Start of Block

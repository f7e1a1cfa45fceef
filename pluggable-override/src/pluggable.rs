//! The decorator: a base function plus the settings key that can override it.

use crate::chain::{BaseFn, Chain};
use crate::error::OverrideError;
use crate::resolve::OverrideEnv;
use std::sync::Arc;

/// A function whose behavior settings can replace.
///
/// Each [`call`](Self::call) reads the setting, resolves the named
/// overrides, and runs them around the base function, first-configured
/// outermost. With nothing configured, `call` is the base function.
///
/// Multiple arguments are passed as a tuple or struct `A`.
pub struct PluggableOverride<A, R> {
    setting_key: String,
    base: BaseFn<A, R>,
}

impl<A: 'static, R: 'static> PluggableOverride<A, R> {
    /// Decorate `base`, overridable through `setting_key`.
    pub fn new<F>(setting_key: impl Into<String>, base: F) -> Self
    where
        F: Fn(&A) -> R + Send + Sync + 'static,
    {
        Self {
            setting_key: setting_key.into(),
            base: Arc::new(base),
        }
    }

    /// The settings key consulted on every call.
    pub fn setting_key(&self) -> &str {
        &self.setting_key
    }

    /// Resolve and build the chain without invoking it.
    ///
    /// Hosts can call this at startup to fail fast on bad configuration.
    pub fn resolve(&self, env: &OverrideEnv) -> Result<Chain<A, R>, OverrideError> {
        let overrides = env.resolve::<A, R>(&self.setting_key)?;
        Ok(Chain::new(Arc::clone(&self.base), overrides))
    }

    /// Resolve, build and invoke the chain.
    ///
    /// `Err` means the configuration is broken and nothing ran. Errors from
    /// the functions themselves come back inside `R` untouched.
    pub fn call(&self, env: &OverrideEnv, args: &A) -> Result<R, OverrideError> {
        let chain = self.resolve(env)?;
        tracing::debug!(
            setting = %self.setting_key,
            overrides = chain.len(),
            "pluggable.override.invoke"
        );
        Ok(chain.invoke(args))
    }

    /// Invoke the base function, ignoring settings.
    pub fn call_base(&self, args: &A) -> R {
        (self.base)(args)
    }
}

impl<A, R> Clone for PluggableOverride<A, R> {
    fn clone(&self) -> Self {
        Self {
            setting_key: self.setting_key.clone(),
            base: Arc::clone(&self.base),
        }
    }
}

impl<A, R> std::fmt::Debug for PluggableOverride<A, R> {
    fn fmt(&self, f: &mut std::fmt::Formatter<'_>) -> std::fmt::Result {
        f.debug_struct("PluggableOverride")
            .field("setting_key", &self.setting_key)
            .finish_non_exhaustive()
    }
}
//! Errors raised while loading or normalizing settings.

use std::path::PathBuf;
use thiserror::Error;

/// Settings errors. Every variant is a configuration defect: the host
/// should surface it at load time rather than retry.
#[non_exhaustive]
#[derive(Debug, Error)]
pub enum SettingsError {
    /// The settings file could not be read.
    #[error("failed to read settings file {}: {source}", path.display())]
    Io {
        /// File that failed to read.
        path: PathBuf,
        /// Underlying I/O error.
        #[source]
        source: std::io::Error,
    },

    /// JSON settings failed to parse.
    #[error("invalid JSON settings in {origin}: {source}")]
    Json {
        /// File path or `<string>` for in-memory input.
        origin: String,
        /// Parser error.
        #[source]
        source: serde_json::Error,
    },

    /// TOML settings failed to parse.
    #[error("invalid TOML settings in {origin}: {source}")]
    Toml {
        /// File path or `<string>` for in-memory input.
        origin: String,
        /// Parser error.
        #[source]
        source: toml::de::Error,
    },

    /// The file extension is neither `.json` nor `.toml`.
    #[error("unsupported settings format: {}", .0.display())]
    UnsupportedFormat(PathBuf),

    /// The settings document is not a top-level object/table.
    #[error("settings in {0} must be a top-level object")]
    NotATable(String),

    /// A value cannot be read as an override setting.
    #[error("invalid override setting {key}: {reason}")]
    InvalidSetting {
        /// The settings key.
        key: String,
        /// What was wrong with the value.
        reason: String,
    },
}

End of Block

Each line containing "value" belongs in the answer; pick these out of the material and copy them.

→ Result:
    /// A value cannot be read as an override setting.
        /// What was wrong with the value.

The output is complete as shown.